Malaysia, a close Philippine neighbor in the Southeast Asian region seemingly faces a more serious HIV/AIDS threat than the Philippines. There are 64, 439 reported cases of HIV/AIDS in Malaysia as of 2004, compared with 2,233 in the Philippines as of 2005.

On the other hand, Malaysia is also well known for its state provided primary health care. In 2004, the Malaysian Health Minister announced that all those infected with HIV will be given free life- prolonging drugs by 2005, as soon as the drugs can be locally produced. Malaysia is among the few countries in the world able to provide the drugs, used in the Highly Active Antiretroviral Therapy (HAART), for free.

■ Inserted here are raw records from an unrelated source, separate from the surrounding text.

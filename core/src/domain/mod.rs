//! Domain layer containing verification entities and result value objects.

pub mod entities;
pub mod value_objects;

// Re-export commonly used domain types
pub use entities::{ChannelType, SavedVerification, VerificationInput};
pub use value_objects::{NormalizedPhone, SendVerificationResult, VerifyResult};
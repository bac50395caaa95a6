use crate::config::{AppConfig, LogFormat};
use tracing_subscriber::{fmt, layer::SubscriberExt, util::SubscriberInitExt, EnvFilter};

/// Install the global subscriber. Logs go to stderr so they never mix with
/// the report printed on stdout.
pub fn init_logging(config: &AppConfig) {
    let env_filter =
        EnvFilter::try_from_default_env().unwrap_or_else(|_| EnvFilter::new(&config.log_level));

    let subscriber = tracing_subscriber::registry().with(env_filter);

    let result = match config.log_format {
        LogFormat::Json => subscriber
            .with(fmt::layer().json().with_writer(std::io::stderr).with_target(true))
            .try_init(),
        LogFormat::Text => subscriber
            .with(fmt::layer().compact().with_writer(std::io::stderr).with_target(false))
            .try_init(),
    };
    if let Err(e) = result {
        eprintln!("logging already initialised: {}", e);
    }
}
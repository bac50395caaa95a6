//! Commercial insertion plan reports.
//!
//! Loads a CSV log of ads aired within TV programs and turns a filtered
//! slice of it into a program x date insertion plan plus the datasets used
//! by the time-slot and daily evolution charts.
pub mod chart;
pub mod config;
pub mod error;
pub mod filter;
pub mod loader;
pub mod logging;
pub mod output;
pub mod plan;
pub mod report;
pub mod slots;
pub mod types;
pub mod util;

pub use chart::{daily_evolution, slot_summary, split_by_weekday, to_chart_rows};
pub use filter::{build_filtered_plan, promotions_in_range, PlanFilter};
pub use plan::build_plan;
pub use report::{run_search, Report};
pub use slots::{classify, SlotLabel, TimeSlot};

In stark contrast, the only available confirmatory testing facility in the Philippines is in a DOH funded hospital in the capital Manila; even the “low levels” of prevalence as reflected by “reported cases,” which used to be characterized as “low and slow,” is now more aptly termed by pundits as, “hidden and growing.” Likewise a limited number of NGOs are able to provide subsidized access to ARVs, much less answer a variety of health care needs for people with HIV.

Human Rights Watch in 2004 noted the link between conservative attitudes on sexuality and the growing gap in access to contraceptives, specifically the condom, to the hidden threat of HIV/AIDS.

Despite the a 1998 law, which prohibits “mandatory testing,” there was already a pending bill in the last Philippine Congress, which echoes the self-same Johor policy of mandatory testing for couples prior to marriage.

At the forum where we met, Simon told young people about his condition and how everyday was a struggle. Despite having moved the crowd to tears, he even humbly admitted having learned a lot from the other speakers who talked about sexuality, gender relations and rights. “I’m happy to learn something new everyday,” he noted. Of course, hearing him speak, he sparked in us new things to hope for.